Tuesday was Beatrice's ninth birthday.
The year she turned five, March 1st began very early. Not that night and day were meaningful categories in the hospital. But it was still dark when I accompanied Mike from his room on the eighth floor downstairs to surgery to repair the ruptured feeding tube apparatus inside of him that was causing acute pain with every tracheostomy-facilitated cough. And the coughing was constant. Everything hurt then, for him and for me, though nothing more in that moment than the awareness that I was missing Beatrice's fifth birthday because of all this. This torrent of disease, pain, medical system failure, constant uncertainty. The torrent took everything away with it.
My sister was in town and she and my mom helped make Beatrice's party happen. It was at a trampoline park. They sent me pictures while I sat anxiously in the waiting area. Life kept happening, even the lives of our children, and we were missing it.
This year I planned Beatrice's party at a little bowling alley/arcade in town. It was last Sunday. I met some of her school friends for the first time and admired their flashing smiles, buoyant energy, nine year old naughtiness, long limbs, deep down sweetness. Three parents spontaneously decided to stay with me during the party, and later my mom joined too, everyone shrugging off the fact that staying was a kindness, knowing I would likely get overwhelmed by the responsibility of all those children running wild in an open space filled with so much fun. I felt quietly cared for by their presence, and watched Beatrice glowing, dancing with triumph with her friends as their bowling balls bounced like enormous slow motion pinballs, back and forth off the bumpers, eventually making contact with a handful of pins.
Yes!!!
I thought to myself: maybe I've outgrown the grief that has accompanied her birthday over the past three years. Maybe I can finally experience this simply as a special day for Beatrice, unsullied by the trauma of Mike's final harrowing days on earth. Wouldn't that be great?
On Monday night while Beatrice was at dance class I was feeling overly sensitive to various unimportant domestic irritants and my own parenting shortfalls and so announced I was running out to get some final bits to gussy up the birthday. In the car, alone (finally), pulling out onto Walnut Street, I felt a geyser of pain rise up within me, completely shocking in the suddenness of its presence. I cried and cried. Moaned and sobbed is more like it. Vocalized something dark and sharp while hot tears fell onto my lap in the driver's seat.
Wegman's is about a six minutes' drive from my house, and by the time I pulled into the parking lot the geyser was spent. Only the shuddering aftershocks remained, and those soon passed too. She was so little. That was the thought that started and ended it: she was so little.

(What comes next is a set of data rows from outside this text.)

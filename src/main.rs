mod cli;
mod config;
mod display;
mod endpoint;
mod error;
mod frame;
mod glyphs;
mod kitty;
mod producer;
mod ptz;
mod rtsp;
mod sink;
mod source;
mod transform;
mod tui;
mod view;
mod wall;

use anyhow::{Context, Result};
use clap::Parser;
use cli::{CamerasCommand, Cli, Command};
use config::WallConfig;
use ptz::OnvifPtz;
use std::fs::{File, OpenOptions};
use std::io;
use std::sync::Mutex;
use tracing_subscriber::{EnvFilter, fmt, layer::SubscriberExt, util::SubscriberInitExt};

#[tokio::main]
async fn main() -> Result<()> {
    let cli = Cli::parse();
    let config_path = match cli.config {
        Some(path) => path,
        None => WallConfig::default_path()?,
    };

    match cli.command {
        None | Some(Command::Wall) => {
            // The terminal belongs to the wall; logs go to a file.
            init_tracing(Some(open_log_file()?));
            tui::run_wall(config_path).await?;
        }
        Some(Command::Cameras(args)) => {
            init_tracing(None);
            let mut config = WallConfig::load(&config_path)?;
            match args.command {
                CamerasCommand::List(list_args) => {
                    print_cameras(&config, list_args.json)?;
                }
                CamerasCommand::Add(add_args) => {
                    let record = add_args.into_record();
                    let id = record.id().to_owned();
                    config.add_camera(record)?;
                    config.save(&config_path)?;
                    println!("Added camera {id} to {}", config_path.display());
                }
                CamerasCommand::Remove(remove_args) => {
                    let removed = config.remove_camera(&remove_args.id)?;
                    config.save(&config_path)?;
                    println!("Removed camera {} ({})", removed.id(), removed.address);
                }
            }
        }
        Some(Command::Ptz(args)) => {
            init_tracing(None);
            let config = WallConfig::load(&config_path)?;
            let endpoint = config
                .camera(&args.camera)
                .with_context(|| {
                    format!(
                        "no camera with id {:?} in {}",
                        args.camera,
                        config_path.display()
                    )
                })?
                .to_endpoint();
            let ptz = OnvifPtz::new(&config.ptz)?;
            let (pan, tilt) = ptz
                .move_step(&endpoint, args.direction)
                .await
                .with_context(|| format!("PTZ {} failed for {}", args.direction, endpoint.id))?;
            println!(
                "Moved {} {}: pan {pan:.3}, tilt {tilt:.3}",
                endpoint.id, args.direction
            );
        }
    }

    Ok(())
}

fn init_tracing(log_file: Option<File>) {
    let registry = tracing_subscriber::registry().with(
        EnvFilter::try_from_default_env().unwrap_or_else(|_| "camwall=info".into()),
    );
    match log_file {
        Some(file) => registry
            .with(fmt::layer().with_ansi(false).with_writer(Mutex::new(file)))
            .init(),
        None => registry.with(fmt::layer().with_writer(io::stderr)).init(),
    }
}

fn open_log_file() -> Result<File> {
    let path = config::log_path()?;
    config::ensure_parent_dir(&path)?;
    OpenOptions::new()
        .create(true)
        .append(true)
        .open(&path)
        .with_context(|| format!("failed opening log file {}", path.display()))
}

fn print_cameras(config: &WallConfig, json: bool) -> Result<()> {
    if json {
        let redacted: Vec<_> = config
            .cameras
            .iter()
            .cloned()
            .map(|mut camera| {
                camera.password = camera.password.map(|_| "<redacted>".to_owned());
                camera
            })
            .collect();
        println!("{}", serde_json::to_string_pretty(&redacted)?);
        return Ok(());
    }

    if config.cameras.is_empty() {
        println!("No cameras configured. Add one with `camwall cameras add <address>`.");
        return Ok(());
    }

    println!(
        "{:<16}  {:<24}  {:<6}  {:<8}  {:<10}  NAME",
        "ID", "ADDRESS", "PORT", "ENABLED", "VARIANT"
    );
    for camera in &config.cameras {
        println!(
            "{:<16}  {:<24}  {:<6}  {:<8}  {:<10}  {}",
            camera.id(),
            camera.address,
            camera.port,
            if camera.enabled { "yes" } else { "no" },
            camera.variant.as_str(),
            camera.display_name
        );
    }
    Ok(())
}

How could Beatrice's little body have received all that pain around her? Where did it go? Is it stored still in her lengthening bones, her soft warm skin?
Lately I myself feel like a human lightning rod. I receive the hot energy of other people's feelings; they pass through the safety of my body on their way into the earth. I sit cross-legged and tall in my soft burgundy chair at work all day and invite, welcome, receive the crackling emotional energy of my clients. Then I walk home and do my best to be present to the changeable kitchen weather that three children generate. I remind myself to breathe. I conduct lightning. It's a lot, but I can do it.
The difference for me is that now I really can conduct emotions; they move through me and I am unharmed. Tired, sure. Sometimes I need to retreat to my bedroom with a book. And when I can't take a lunchtime walk to shake out the morning sessions' emotions that didn't quite make it into the soil I'm bummed.
But the essential experience has changed because my own feelings now also fill my body, and I try to listen to what they tell me. I am learning through faltering, earnest practice to permit them to come and to go, to hold them compassionately while they are here; because of this I can ground other people's energy in a sustainable way. In those crisis cancer days and the months that followed Mike's death everyone else's feelings swirled in a scorched field inside me. By the time he died I was burned to nothing. When someone asked me how I was during those years, I went blank. How was I? I wasn't. Nothing could grow. The pain of my husband and my children and to a lesser extent the circles of caring family and friends around us seared every available space to ash. I didn't believe my own pain to be relevant.
But being human is an exquisite, surprising thing, and so much has been sprouting in my ash-enriched insides. My own therapy, work with my clients (in which recent trainings have empowered me to be more deeply compassionate and present), my immersive experience at the mindfulness retreat, meditation, reading, yoga, dance, all of it has been teaching me to cherish this imperfect body, this vast inner space, this spirit. In stolen quiet moments I sometimes rest my hands on my body with all the tenderness motherhood has taught me.
There is more room here than I ever knew.
My clients who are preparing to graduate are taking stock of the past four years, realizing how much they have grown, mustering up the courage for their next uncertain steps. They are entering a time of transition and new possibility. On March 12th it will be four years since we lost Mike, four years since I held his hand. To be without him, to know what we all endured, to witness the pain of my children - it hurts so much, just as much as it ever did. It is my relationship to the pain that is shifting.
I look back on the past four years, and I am proud of how much we have all grown. I know now my pain is relevant; I know how precious I am to me. I am ready for the next unknowable chapter.